Hands-On Machine Learning with Scikit-Learn and TensorFlow: Concepts, Tools, and Techniques to Build Intelligent Systems
Explore the machine learning landscape, particularly neural nets Use scikit-learn to track an example machine-learning project end-to-end Explore several training models, including support vector machines, decision trees, random forests, and ensemble methods Use the TensorFlow library to build and train neural nets Dive into neural net architectures, including convolutional nets, recurrent nets, and deep reinforcement learning Learn techniques for training and scaling deep neural nets Apply practical code examples without acquiring excessive machine learning theory or algorithm details. He was also a founder and CTO of Wifirst from 2002 to 2012, a leading Wireless ISP in France, and a founder and CTO of Polyconseil in 2001, the firm that now manages the electric car sharing service Autolib'.Before this he worked as an engineer in a variety of domains: finance (JP Morgan and Société Générale), defense (Canada's DOD), and healthcare (blood transfusion).
Reviews
"Even though I come from a strong theoretical background, I have to say one must do hands on tinkering to be able to solve one's own problem successfully. There are pieces of information hard to find somewhere else, and I have spent hundreds to thousands to attend workshops. I was hoping Keras, a high level api that enables fast experiments, is covered."

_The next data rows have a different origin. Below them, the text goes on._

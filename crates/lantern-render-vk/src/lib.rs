// SPDX-License-Identifier: CEPL-1.0
//! Vulkan backend: device and swapchain management, GPU buffers, descriptor
//! sets, pipelines, meshes, the frame orchestrator and the render systems.
#![deny(unsafe_op_in_unsafe_fn)]

mod buffer;
mod descriptors;
mod device;
mod frame_info;
mod mesh;
mod pipeline;
mod renderer;
mod shaders;
mod swapchain;
pub mod systems;

pub use ash::vk;
pub use buffer::{alignment, Buffer};
pub use descriptors::{
    DescriptorPool, DescriptorPoolBuilder, DescriptorSetLayout, DescriptorSetLayoutBuilder,
    DescriptorWriter, LayoutBinding,
};
pub use device::{Device, QueueFamilies, SurfaceSupport};
pub use frame_info::FrameInfo;
pub use mesh::{attribute_descriptions, binding_descriptions, Mesh};
pub use pipeline::{Pipeline, PipelineConfig, PipelineLayout};
pub use renderer::Renderer;
pub use shaders::ShaderSource;
pub use swapchain::{PresentMode, Swapchain};
// SPDX-License-Identifier: CEPL-1.0
//! Host-side mirrors of shader-visible blocks. Field order and padding follow
//! std140 for the uniform block and the push-constant rules for the rest.

use bytemuck::{Pod, Zeroable};
use glam::{Mat4, Vec4};

/// Lights the global uniform block has room for.
pub const MAX_LIGHTS: usize = 10;

#[repr(C)]
#[derive(Clone, Copy, Debug, Default, PartialEq, Pod, Zeroable)]
pub struct PointLight {
    /// w ignored.
    pub position: Vec4,
    /// w is intensity.
    pub color: Vec4,
}

/// Set 0, binding 0 of every pipeline.
#[repr(C)]
#[derive(Clone, Copy, Debug, Pod, Zeroable)]
pub struct GlobalUbo {
    pub projection: Mat4,
    pub view: Mat4,
    pub inverse_view: Mat4,
    /// rgb + intensity in w.
    pub ambient_light_color: Vec4,
    pub point_lights: [PointLight; MAX_LIGHTS],
    pub num_lights: i32,
    pub _pad: [i32; 3],
}

impl Default for GlobalUbo {
    fn default() -> Self {
        Self {
            projection: Mat4::IDENTITY,
            view: Mat4::IDENTITY,
            inverse_view: Mat4::IDENTITY,
            ambient_light_color: Vec4::new(1.0, 1.0, 1.0, 0.02),
            point_lights: [PointLight::default(); MAX_LIGHTS],
            num_lights: 0,
            _pad: [0; 3],
        }
    }
}

#[repr(C)]
#[derive(Clone, Copy, Debug, Pod, Zeroable)]
pub struct MeshPushConstants {
    pub model_matrix: Mat4,
    /// Only the upper 3x3 is meaningful; a full mat4 keeps the layout simple.
    pub normal_matrix: Mat4,
}

#[repr(C)]
#[derive(Clone, Copy, Debug, Pod, Zeroable)]
pub struct PointLightPushConstants {
    pub position: Vec4,
    pub color: Vec4,
    pub radius: f32,
    pub _pad: [f32; 3],
}

impl PointLightPushConstants {
    pub fn new(position: Vec4, color: Vec4, radius: f32) -> Self {
        Self {
            position,
            color,
            radius,
            _pad: [0.0; 3],
        }
    }
}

"I got this book for the deep learning portion (about half of the overall book length), and was shocked at the clarity of the conceptual explanations and code implementations."
"I'm only giving it four stars because despite the content itself being great, the print does have some issues like missing diagrams (see attached pictures)."
"The choice to start with Scikit-Learn was interesting, but makes sense on some level while he's introducing the more basic machine learning concepts. Simple machine learning techniques like logistic regression, data conditioning, dealing with training, validation, test set. Straightforward setup instructions, pretty intelligible explanation of the basic concepts (variables, placeholders, layers, etc.). The example code is quite good, and the notebooks are quite complete and seem to work well, with maybe a few tweaks and additional setup for some. Even just having a section on reinforcement learning is very rare in a book of this style, and Geron's samples and explanations are really solid."
"As with most technical books, it depends on where in the learning curve you are."
Find Best Price at Amazon

Best Artificial Intelligence

Hands-On Machine Learning with Scikit-Learn and TensorFlow: Concepts, Tools, and Techniques to Build Intelligent Systems
Explore the machine learning landscape, particularly neural nets Use scikit-learn to track an example machine-learning project end-to-end Explore several training models, including support vector machines, decision trees, random forests, and ensemble methods Use the TensorFlow library to build and train neural nets Dive into neural net architectures, including convolutional nets, recurrent nets, and deep reinforcement learning Learn techniques for training and scaling deep neural nets Apply practical code examples without acquiring excessive machine learning theory or algorithm details. He was also a founder and CTO of Wifirst from 2002 to 2012, a leading Wireless ISP in France, and a founder and CTO of Polyconseil in 2001, the firm that now manages the electric car sharing service Autolib'.Before this he worked as an engineer in a variety of domains: finance (JP Morgan and Société Générale), defense (Canada's DOD), and healthcare (blood transfusion).
Reviews
"Even though I come from a strong theoretical background, I have to say one must do hands on tinkering to be able to solve one's own problem successfully. There are pieces of information hard to find somewhere else, and I have spent hundreds to thousands to attend workshops. I was hoping Keras, a high level api that enables fast experiments, is covered."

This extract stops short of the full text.